Penulis: Ragil  •  Jumat, 12 Juni 2026 | 23:10:01 WIB
Presiden AS Donald Trump mengumumkan pembatalan serangan ke Iran yang memicu penurunan harga minyak dunia.

MALUKU — Klaim Trump itu langsung mengubah sentimen pasar energi yang sebelumnya berada dalam tekanan eskalasi konflik Timur Tengah. Dalam pernyataannya, Trump mengatakan prospek pakta damai sudah sangat dekat dan upacara penandatanganan bisa digelar di Eropa akhir pekan ini, yang rencananya dihadiri Wakil Presiden JD Vance. Namun, hingga saat ini Iran belum mengkonfirmasi akan menyetujui perjanjian tersebut.

Minyak Brent dan WTI Kompak Terjun Bebas

Minyak mentah Brent, patokan minyak global, turun 4,4 persen menjadi US$86,53 per barel. Angka itu merupakan posisi terendah sejak pertengahan April. Minyak mentah West Texas Intermediate (WTI), patokan AS, juga diperdagangkan 4,5 persen lebih rendah.

Penurunan harga minyak ini menjadi yang terdalam dalam beberapa pekan terakhir. Sebelumnya, pasar sempat memperhitungkan risiko gangguan pasokan jika konflik militer benar-benar terjadi. Pembatalan serangan oleh Trump secara tiba-tiba memicu aksi ambil untung besar-besaran.

Pasar Saham Global Menguat, KOSPI Pimpin Kenaikan

Koreksi harga minyak justru menjadi katalis positif bagi bursa saham global. Indeks-indeks utama di Eropa kompak naik lebih dari 1,5 persen, mengikuti penguatan yang terjadi lebih dulu di Asia. KOSPI Korea Selatan memimpin dengan lonjakan 8 persen, level tertinggi dalam beberapa bulan.

Kontrak berjangka Wall Street juga menunjukkan awal yang sedikit lebih kuat.
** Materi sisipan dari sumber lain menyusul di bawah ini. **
//! Runtime side of a compiled graph.
//!
//! A [`RenderPath`] is the compiled artifact the frame loop consumes: an
//! ordered list of [`RenderNode`]s and the table of physical resources they
//! were wired to. The frame loop holds the active path in a
//! [`RenderPathSlot`] and swaps it wholesale after a successful recompile.
//!
//! Nodes execute strictly in list order within one [`CommandStream`] per
//! frame. Resource aliasing relies on that order: a physical image is only
//! safe to share because its users never overlap in execution order.

mod factory;
mod pass;
mod path;
mod slot;

pub use factory::{DefaultNodeFactory, NodeFactory};
pub use pass::PassNode;
pub use path::{GraphResource, RenderPath, ResourceTable};
pub use slot::RenderPathSlot;

use thiserror::Error;

use crate::compiler::PhysicalResourceId;
use crate::graph::PassKind;
use crate::types::Extent2d;

/// Errors raised while preparing a render path for execution.
#[derive(Debug, Clone, PartialEq, Eq, Error)]
pub enum PassError {
    #[error("node '{node}' port '{port}' is bound to missing resource {resource}")]
    MissingResource {
        node: String,
        port: String,
        resource: PhysicalResourceId,
    },

    #[error("node '{node}' failed to initialize: {reason}")]
    InitializationFailed { node: String, reason: String },
}

/// Errors raised when handing a compile result to a [`RenderPathSlot`].
#[derive(Debug, Clone, PartialEq, Eq, Error)]
pub enum AdoptError {
    #[error("compile failed: {0}")]
    CompileFailed(String),

    #[error(transparent)]
    Initialization(#[from] PassError),
}

/// Per-frame state passed to every node.
#[derive(Debug, Clone, Copy)]
pub struct FrameContext<'a> {
    pub frame_index: u64,
    pub render_resolution: Extent2d,
    pub resources: &'a ResourceTable,
}

/// A runtime pass instantiated from a graph node.
pub trait RenderNode: Send + Sync {
    fn name(&self) -> &str;

    fn kind(&self) -> PassKind;

    /// Called once after compilation, before the first `execute`.
    fn initialize(&mut self, resources: &ResourceTable) -> Result<(), PassError>;

    /// Records this node's work for one frame.
    fn execute(&self, commands: &mut CommandStream, frame: &FrameContext<'_>);

    /// Binds a physical resource to a port. Returns false if the node has no
    /// port with that name.
    fn set_resource(&mut self, port: &str, resource: PhysicalResourceId) -> bool;
}

// ============================================================================
// Command recording
// ============================================================================

/// A command recorded by a render node.
#[derive(Debug, Clone, PartialEq, Eq)]
pub enum RecordedCommand {
    BeginPass { name: String, frame_index: u64 },
    Read { port: String, resource: PhysicalResourceId },
    Write { port: String, resource: PhysicalResourceId },
    EndPass,
}

/// Command stream for one frame.
#[derive(Debug, Default, Clone)]
pub struct CommandStream {
    commands: Vec<RecordedCommand>,
}

impl CommandStream {
    pub fn new() -> Self {
        Self::default()
    }

    pub fn push(&mut self, command: RecordedCommand) {
        self.commands.push(command);
    }

    pub fn commands(&self) -> &[RecordedCommand] {
        &self.commands
    }

    pub fn len(&self) -> usize {
        self.commands.len()
    }

    pub fn is_empty(&self) -> bool {
        self.commands.is_empty()
    }

    pub fn clear(&mut self) {
        self.commands.clear();
    }

    /// Names of the passes recorded, in order.
    pub fn pass_names(&self) -> Vec<&str> {
        self.commands
            .iter()
            .filter_map(|c| match c {
                RecordedCommand::BeginPass { name, .. } => Some(name.as_str()),
                _ => None,
            })
            .collect()
    }
}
Investor mengalihkan dana dari sektor komoditas energi ke sektor teknologi dan konsumer. Semua mata kini tertuju pada SpaceX milik Elon Musk yang akan mulai diperdagangkan setelah penawaran umum perdana yang memecahkan rekor.

Investor Masih Menunggu Konfirmasi Resmi dari Teheran

Meski euforia pasar terlihat jelas, sejumlah analis mengingatkan bahwa Trump telah berkali-kali mengutarakan prospek kesepakatan damai ini sebelumnya tanpa realisasi konkret. Iran belum memberikan pernyataan resmi terkait klaim presiden AS tersebut. Ketidakpastian masih menyelimuti apakah pakta itu benar-benar akan diteken atau sekadar retorika politik.

Pasar akan mencermati perkembangan diplomatik dalam beberapa hari ke depan. Jika kesepakatan batal atau Iran justru meningkatkan retorika, harga minyak berpotensi kembali melonjak. Sebaliknya, jika perjanjian benar-benar terwujud, tekanan harga minyak bisa berlanjut dalam jangka pendek.

Reporter: Ragil
Sumber: voi.id This article was automatically rewritten by AI based on the source above without altering the facts of the original article.